Students in Indian Country Love Fruits and Vegetables from Salad Bars


04/23/2012


Posted by Diane Harris, Division of Nutrition, Physical Activity and Obesity, Centers for Disease Control and Prevention on April 23, 2012

A’ni (strawberry), adalonige gado galadisgi (carrot), gagama gagvmi (cucumber), gvgisdi (watermelon), and svkta (apple) -- Cherokee words for some of the favorite salad bar items for kids in Sequoyah Schools in Tahlequah, Oklahoma.

Angelia Dowty is the food service director for Sequoyah Schools, which includes an elementary Cherokee language immersion school and a Bureau of Indian Education (BIE) high school. These schools provide food to more than 500 Native American students and staff. Angelia serves all of these kids a variety of fruits and vegetables from salad bars every day. Angelia said, “When I took over the food service program 3 years ago, there were some sweet treats on the salad bars, like puddings. I took all of those out and now only serve fruits and vegetables on my bars.”

BIE salad bar_strawberries_0

Like schools all over the country who have received salad bars from Let’s Move Salad Bars to Schools, she says that the kids definitely eat more fruits and vegetables with the bars available. She also has found that the salad bar is a great way to introduce new fruit and vegetable items for the kids to try, which makes it easier to incorporate these items into other dishes. In fact, she likes to serve fruits and vegetables that make kids say “What is that?”
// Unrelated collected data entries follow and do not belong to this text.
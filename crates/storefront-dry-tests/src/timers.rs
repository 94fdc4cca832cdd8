// SPDX-License-Identifier: Apache-2.0
// © James Ross Ω FLYING•ROBOTS <https://github.com/flyingrobots>
//! Manual clock for driving carousel timers deterministically.

use std::collections::BTreeMap;

use storefront_carousel::{TimerHost, TimerId, TimerKind};

/// A pending callback.
#[derive(Clone, Copy, Debug, PartialEq, Eq)]
pub struct PendingTimer {
    /// Id reported by the controller.
    pub timer: TimerId,
    /// What it is for.
    pub kind: TimerKind,
    /// Absolute fire time in milliseconds.
    pub due_ms: u64,
}

/// [`TimerHost`] backed by a virtual millisecond clock.
///
/// Timers due at the same instant fire in scheduling order, like browser
/// timeouts.
#[derive(Debug, Default)]
pub struct ManualTimers {
    now_ms: u64,
    seq: u64,
    queue: BTreeMap<(u64, u64), (TimerId, TimerKind)>,
    scheduled: usize,
    canceled: usize,
}

impl ManualTimers {
    /// Clock at zero, nothing pending.
    pub fn new() -> Self {
        Self::default()
    }

    /// Current virtual time.
    pub const fn now_ms(&self) -> u64 {
        self.now_ms
    }

    /// Total `schedule` calls seen.
    pub const fn scheduled_count(&self) -> usize {
        self.scheduled
    }

    /// Total `cancel` calls that removed a pending timer.
    pub const fn canceled_count(&self) -> usize {
        self.canceled
    }

    /// All pending timers in firing order.
    pub fn pending(&self) -> Vec<PendingTimer> {
        self.queue
            .iter()
            .map(|(&(due_ms, _), &(timer, kind))| PendingTimer {
                timer,
                kind,
                due_ms,
            })
            .collect()
    }

    /// Pending timers of one kind.
    pub fn pending_of(&self, kind: TimerKind) -> Vec<PendingTimer> {
        self.pending()
            .into_iter()
            .filter(|p| p.kind == kind)
            .collect()
    }

    /// Remove and return the next timer due at or before `until_ms`,
    /// moving the clock to its due time.
    pub fn pop_due(&mut self, until_ms: u64) -> Option<PendingTimer> {
        let (&key, _) = self.queue.iter().next()?;
        if key.0 > until_ms {
            return None;
        }
        let (timer, kind) = self.queue.remove(&key)?;
        self.now_ms = self.now_ms.max(key.0);
        Some(PendingTimer {
            timer,
            kind,
            due_ms: key.0,
        })
    }

    /// Move the clock forward without firing anything.
    pub fn set_now(&mut self, now_ms: u64) {
        self.now_ms = self.now_ms.max(now_ms);
    }
}

impl TimerHost for ManualTimers {
    fn schedule(&mut self, timer: TimerId, kind: TimerKind, delay_ms: u32) {
        self.seq += 1;
        self.scheduled += 1;
        let due = self.now_ms + u64::from(delay_ms);
        self.queue.insert((due, self.seq), (timer, kind));
    }

    fn cancel(&mut self, timer: TimerId) {
        let key = self
            .queue
            .iter()
            .find_map(|(key, (t, _))| (*t == timer).then_some(*key));
        if let Some(key) = key {
            self.queue.remove(&key);
            self.canceled += 1;
        }
    }
}

#[allow(clippy::unwrap_used)]
#[cfg(test)]
mod tests {
    use super::*;
    use storefront_app_core::timer::TimerIds;

    #[test]
    fn fires_in_due_then_schedule_order() {
        let mut ids = TimerIds::new();
        let (a, b, c) = (ids.allocate(), ids.allocate(), ids.allocate());
        let mut timers = ManualTimers::new();
        timers.schedule(a, TimerKind::Advance, 50);
        timers.schedule(b, TimerKind::Settle, 10);
        timers.schedule(c, TimerKind::Advance, 10);

        let order: Vec<_> = std::iter::from_fn(|| timers.pop_due(100))
            .map(|p| p.timer)
            .collect();
        assert_eq!(order, vec![b, c, a]);
        assert_eq!(timers.now_ms(), 50);
    }

    #[test]
    fn cancel_removes_only_the_named_timer() {
        let mut ids = TimerIds::new();
        let (a, b) = (ids.allocate(), ids.allocate());
        let mut timers = ManualTimers::new();
        timers.schedule(a, TimerKind::Advance, 10);
        timers.schedule(b, TimerKind::Advance, 20);
        timers.cancel(a);
        timers.cancel(a);
        assert_eq!(timers.canceled_count(), 1);
        assert_eq!(timers.pending().len(), 1);
        assert!(timers.pop_due(15).is_none());
    }
}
The salad bar also is a good way to showcase local produce, such as locally grown strawberries, purchased as part of the Oklahoma (OK) Farm to School Program. Angelia and the OK Farm to School Program work with local distributors to purchase as many fruits and vegetables from local growers as possible. Future plans include working with a grower right outside of Tahlequah who can grow vegetables specifically for schools. Chris Kirby, farm to school coordinator for Oklahoma Department of Agriculture, Food and Forestry stated, “The Cherokee Nation is doing a great job using their Communities Putting Prevention to Work grant to study their food policies.” They are expanding the possibilities of working directly with local growers in their community. The OK Farm to School Program is also rolling out a Farm to School cookbook for school nutrition programs and a TV series showcasing kids at the farm and learning to cook from a chef. 
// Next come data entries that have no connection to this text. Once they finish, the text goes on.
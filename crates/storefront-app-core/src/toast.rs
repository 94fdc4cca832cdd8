// SPDX-License-Identifier: Apache-2.0
// © James Ross Ω FLYING•ROBOTS <https://github.com/flyingrobots>
//! Simple toast queue with TTL + dedupe for storefront notices.
//!
//! Timestamps are plain milliseconds supplied by the host (`Date.now()` in the
//! browser); the queue never reads a clock itself.

use std::collections::VecDeque;

use serde::{Deserialize, Serialize};

/// Toast severity.
#[derive(Debug, Clone, Copy, PartialEq, Eq, Serialize, Deserialize)]
#[serde(rename_all = "lowercase")]
pub enum ToastKind {
    /// An action went through.
    Success,
    /// Informational note.
    Info,
    /// Something failed and the user should know.
    Error,
}

/// Identifier for a toast entry.
pub type ToastId = u64;

/// Queue tuning.
#[derive(Debug, Clone, Copy, PartialEq, Eq, Serialize, Deserialize)]
#[serde(default)]
pub struct ToastConfig {
    /// How long a toast stays visible.
    pub ttl_ms: u64,
    /// Maximum queued toasts; the oldest is dropped first.
    pub max_visible: usize,
    /// Identical toasts pushed within this window refresh the existing entry.
    pub dedupe_window_ms: u64,
}

impl Default for ToastConfig {
    fn default() -> Self {
        Self {
            ttl_ms: 3000,
            max_visible: 5,
            dedupe_window_ms: 500,
        }
    }
}

/// Toast data stored in the service.
#[derive(Debug, Clone)]
pub struct Toast {
    /// Stable identifier.
    pub id: ToastId,
    /// Severity.
    pub kind: ToastKind,
    /// Message text.
    pub text: String,
    /// Link followed when the toast is clicked.
    pub destination: Option<String>,
    /// Time-to-live in milliseconds.
    pub ttl_ms: u64,
    /// Creation timestamp in milliseconds.
    pub created_ms: u64,
}

/// Rendering-friendly view of a toast.
#[derive(Debug, Clone, PartialEq)]
pub struct ToastRender {
    /// Stable identifier.
    pub id: ToastId,
    /// Severity.
    pub kind: ToastKind,
    /// Message text.
    pub text: String,
    /// Link followed when the toast is clicked.
    pub destination: Option<String>,
    /// 1.0 -> just created, 0.0 -> expired.
    pub progress: f32,
}

/// In-memory toast queue with TTL and dedupe window.
#[derive(Debug)]
pub struct ToastService {
    queue: VecDeque<Toast>,
    config: ToastConfig,
    next_id: ToastId,
}

impl ToastService {
    /// Create a new queue.
    pub fn new(config: ToastConfig) -> Self {
        Self {
            queue: VecDeque::new(),
            config,
            next_id: 1,
        }
    }

    /// Push a toast, deduping identical recent entries (same kind/text/destination within the dedupe window).
    pub fn push<S>(
        &mut self,
        kind: ToastKind,
        text: S,
        destination: Option<String>,
        now_ms: u64,
    ) -> ToastId
    where
        S: Into<String>,
    {
        let text = text.into();
        let window = self.config.dedupe_window_ms;
        let ttl_ms = self.config.ttl_ms;

        if let Some(existing) = self.queue.iter_mut().find(|t| {
            t.kind == kind
                && t.text == text
                && t.destination == destination
                && now_ms.saturating_sub(t.created_ms) <= window
        }) {
            existing.created_ms = now_ms;
            existing.ttl_ms = ttl_ms;
            return existing.id;
        }

        let id = self.next_id;
        self.next_id += 1;
        if self.config.max_visible == 0 {
            return id;
        }
        if self.queue.len() >= self.config.max_visible {
            self.queue.pop_front();
        }
        self.queue.push_back(Toast {
            id,
            kind,
            text,
            destination,
            ttl_ms,
            created_ms: now_ms,
        });
        id
    }

    /// Drop expired toasts.
    pub fn retain_visible(&mut self, now_ms: u64) {
        self.queue
            .retain(|t| now_ms.saturating_sub(t.created_ms) < t.ttl_ms);
    }

    /// Return render-ready toasts with progress ratios.
    pub fn visible(&self, now_ms: u64) -> Vec<ToastRender> {
        self.queue
            .iter()
            .filter(|t| now_ms.saturating_sub(t.created_ms) < t.ttl_ms)
            .map(|t| ToastRender {
                id: t.id,
                kind: t.kind,
                text: t.text.clone(),
                destination: t.destination.clone(),
                progress: 1.0 - (now_ms.saturating_sub(t.created_ms) as f32 / t.ttl_ms as f32),
            })
            .collect()
    }

    /// The newest toast, if still visible.
    pub fn latest(&self, now_ms: u64) -> Option<ToastRender> {
        self.visible(now_ms).pop()
    }
}

#[allow(clippy::unwrap_used)]
#[cfg(test)]
mod tests {
    use super::*;

    fn service() -> ToastService {
        ToastService::new(ToastConfig {
            ttl_ms: 1000,
            max_visible: 2,
            dedupe_window_ms: 100,
        })
    }

    #[test]
    fn identical_toasts_within_window_are_merged() {
        let mut toasts = service();
        let a = toasts.push(ToastKind::Success, "Item added to cart!", None, 0);
        let b = toasts.push(ToastKind::Success, "Item added to cart!", None, 50);
        assert_eq!(a, b);
        assert_eq!(toasts.visible(60).len(), 1);
    }

    #[test]
    fn toasts_outside_window_are_distinct() {
        let mut toasts = service();
        let a = toasts.push(ToastKind::Success, "Item added to cart!", None, 0);
        let b = toasts.push(ToastKind::Success, "Item added to cart!", None, 500);
        assert_ne!(a, b);
    }

    #[test]
    fn oldest_toast_is_dropped_when_full() {
        let mut toasts = service();
        toasts.push(ToastKind::Info, "one", None, 0);
        toasts.push(ToastKind::Info, "two", None, 1);
        toasts.push(ToastKind::Info, "three", None, 2);
        let texts: Vec<_> = toasts.visible(3).into_iter().map(|t| t.text).collect();
        assert_eq!(texts, vec!["two", "three"]);
    }

    #[test]
    fn expired_toasts_disappear() {
        let mut toasts = service();
        toasts.push(ToastKind::Error, "boom", None, 0);
        assert_eq!(toasts.visible(999).len(), 1);
        assert!(toasts.visible(1000).is_empty());
        toasts.retain_visible(1000);
        assert!(toasts.latest(0).is_none());
    }

    #[test]
    fn progress_counts_down() {
        let mut toasts = service();
        toasts.push(ToastKind::Info, "half", Some("/cart".into()), 0);
        let render = toasts.latest(500).unwrap();
        assert!((render.progress - 0.5).abs() < f32::EPSILON);
        assert_eq!(render.destination.as_deref(), Some("/cart"));
    }
}
// SPDX-License-Identifier: Apache-2.0
// © James Ross Ω FLYING•ROBOTS <https://github.com/flyingrobots>
//! In-memory cookie store.

use std::collections::BTreeMap;

use storefront_app_core::cookie::CookieStore;

/// Cookie values keyed by name, set directly by tests.
#[derive(Clone, Debug, Default)]
pub struct InMemoryCookieStore {
    values: BTreeMap<String, String>,
}

impl InMemoryCookieStore {
    /// No cookies.
    pub fn new() -> Self {
        Self::default()
    }

    /// Builder-style insert.
    pub fn with(mut self, name: &str, value: &str) -> Self {
        self.set(name, value);
        self
    }

    /// Insert or replace a cookie.
    pub fn set(&mut self, name: &str, value: &str) {
        self.values.insert(name.to_string(), value.to_string());
    }

    /// Remove a cookie.
    pub fn remove(&mut self, name: &str) {
        self.values.remove(name);
    }
}

impl CookieStore for InMemoryCookieStore {
    fn cookie(&self, name: &str) -> Option<String> {
        self.values.get(name).cloned()
    }
}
Angelia shared her Let’s Move Salad Bars to Schools story with BIE Schools as part of the Let’s Move in Indian Country seminar series on February 14, 2012. Billi Grossman, a registered dietician who works for Sysco in New Mexico and acts as a consultant to BIE schools in the region, also discussed how produce distributors can assist schools in finding the right produce, already prepared for service, and at the right price to help keep salad bars stocked.
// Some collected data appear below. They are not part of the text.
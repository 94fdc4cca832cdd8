// SPDX-License-Identifier: Apache-2.0
// © James Ross Ω FLYING•ROBOTS <https://github.com/flyingrobots>
//! Browser host for storefront pages.
//!
//! Thin `wasm-bindgen` adapter: it finds the markup, builds the controllers
//! from `storefront-carousel` and the behaviors from `storefront-pages`,
//! executes their effects against the DOM and sends their requests with
//! `fetch`. No page logic lives here.
//!
//! # Usage (from JavaScript)
//!
//! ```js
//! import init, { boot } from 'storefront-browser';
//!
//! document.addEventListener('DOMContentLoaded', async () => {
//!   await init();
//!   boot();
//! });
//! ```
//!
//! Tunables are read from `localStorage["storefront.settings"]`; see
//! [`settings::StorefrontSettings`]. Log output from every storefront crate
//! goes to the browser console.

use wasm_bindgen::prelude::*;

mod console;
mod cookies;
mod dom;
mod fetch;
mod mount;
pub mod notices;
pub mod settings;
mod slides;
mod storage;
mod timers;
mod wire;

use settings::StorefrontSettings;

#[cfg(feature = "console-panic")]
#[wasm_bindgen(start)]
/// Initialize console panic hook for better error messages in browser.
pub fn init_console_panic_hook() {
    console_error_panic_hook::set_once();
}

/// Wire every storefront widget present on the current page.
///
/// Missing markup leaves the matching widget inert; a widget that fails to
/// wire is logged and skipped. Only a missing `window`/`document` is an
/// error.
#[wasm_bindgen]
pub fn boot() -> Result<(), JsValue> {
    let window = dom::window()?;
    let document = dom::document()?;

    console::install_tracing();
    let settings = StorefrontSettings::load(storage::LocalStorageConfigStore::new(&window));

    wire::report(
        "rotating carousel",
        mount::mount_rotating(&window, &document, &settings.carousel),
    );
    wire::report(
        "looping carousel",
        mount::mount_looping(&window, &document, &settings.carousel),
    );

    let shop = wire::Storefront::new(window, document, settings);
    wire::wire_all(&shop);
    console::debug("storefront booted");
    Ok(())
}
// SPDX-License-Identifier: Apache-2.0
// © James Ross Ω FLYING•ROBOTS <https://github.com/flyingrobots>
//! Carousel controllers for storefront pages.
//!
//! Two variants share one effect vocabulary:
//!
//! - [`RotatingCarousel`] swaps an "active" marker between slides on a timer
//!   and on indicator clicks.
//! - [`LoopingCarousel`] translates a slide track bracketed by two clones,
//!   giving the illusion of endless motion, and follows touch swipes.
//!
//! # Design Principles
//!
//! - **Pure transitions**: Controllers map `(state, event)` to an ordered
//!   list of [`Effect`]s. No DOM, no clock.
//! - **Single-owner timers**: Every callback lives in one slot; re-arming
//!   cancels the previous one first, and stale callbacks are ignored.
//! - **Dumb hosts**: A [`SlideView`] and a [`TimerHost`] execute effects via
//!   [`apply_effects`] and report events back.

use thiserror::Error;

/// Why a carousel could not be set up. The host treats every variant as
/// "leave the widget inert".
#[derive(Debug, Clone, Copy, PartialEq, Error)]
pub enum SetupError {
    /// No slide elements were found.
    #[error("no slides")]
    NoSlides,
    /// No indicator elements were found.
    #[error("no indicators")]
    NoIndicators,
    /// The measured slide width is negative or not a number.
    #[error("invalid slide width: {0}")]
    InvalidWidth(f64),
}

mod config;
mod effect;
mod looping;
mod port;
mod rotating;

pub use config::CarouselConfig;
pub use effect::{Effect, Motion, TimerKind};
pub use looping::{layout, LoopEvent, LoopingCarousel, Slot};
pub use port::{apply_effects, Carousel, SlideView, TimerHost};
pub use rotating::{RotatingCarousel, RotatingEvent};
pub use storefront_app_core::timer::TimerId;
Are you a school in Indian country that would like to have a salad bar? Are you a student, teacher, or parent who would like to help your school get a salad bar? Visit Let’s Move Salad Bars to Schools for information and an application. Let’s Move Salad bars to Schools is a comprehensive public health effort to mobilize and engage stakeholders at the local, state and national level to significantly increase the number of salad bars in schools across the country until every child has the choice of healthy fruits and vegetables every day at school. Any school participating in the National School Lunch Program is eligible to apply. Currently more than 1,200 schools have received salad bars.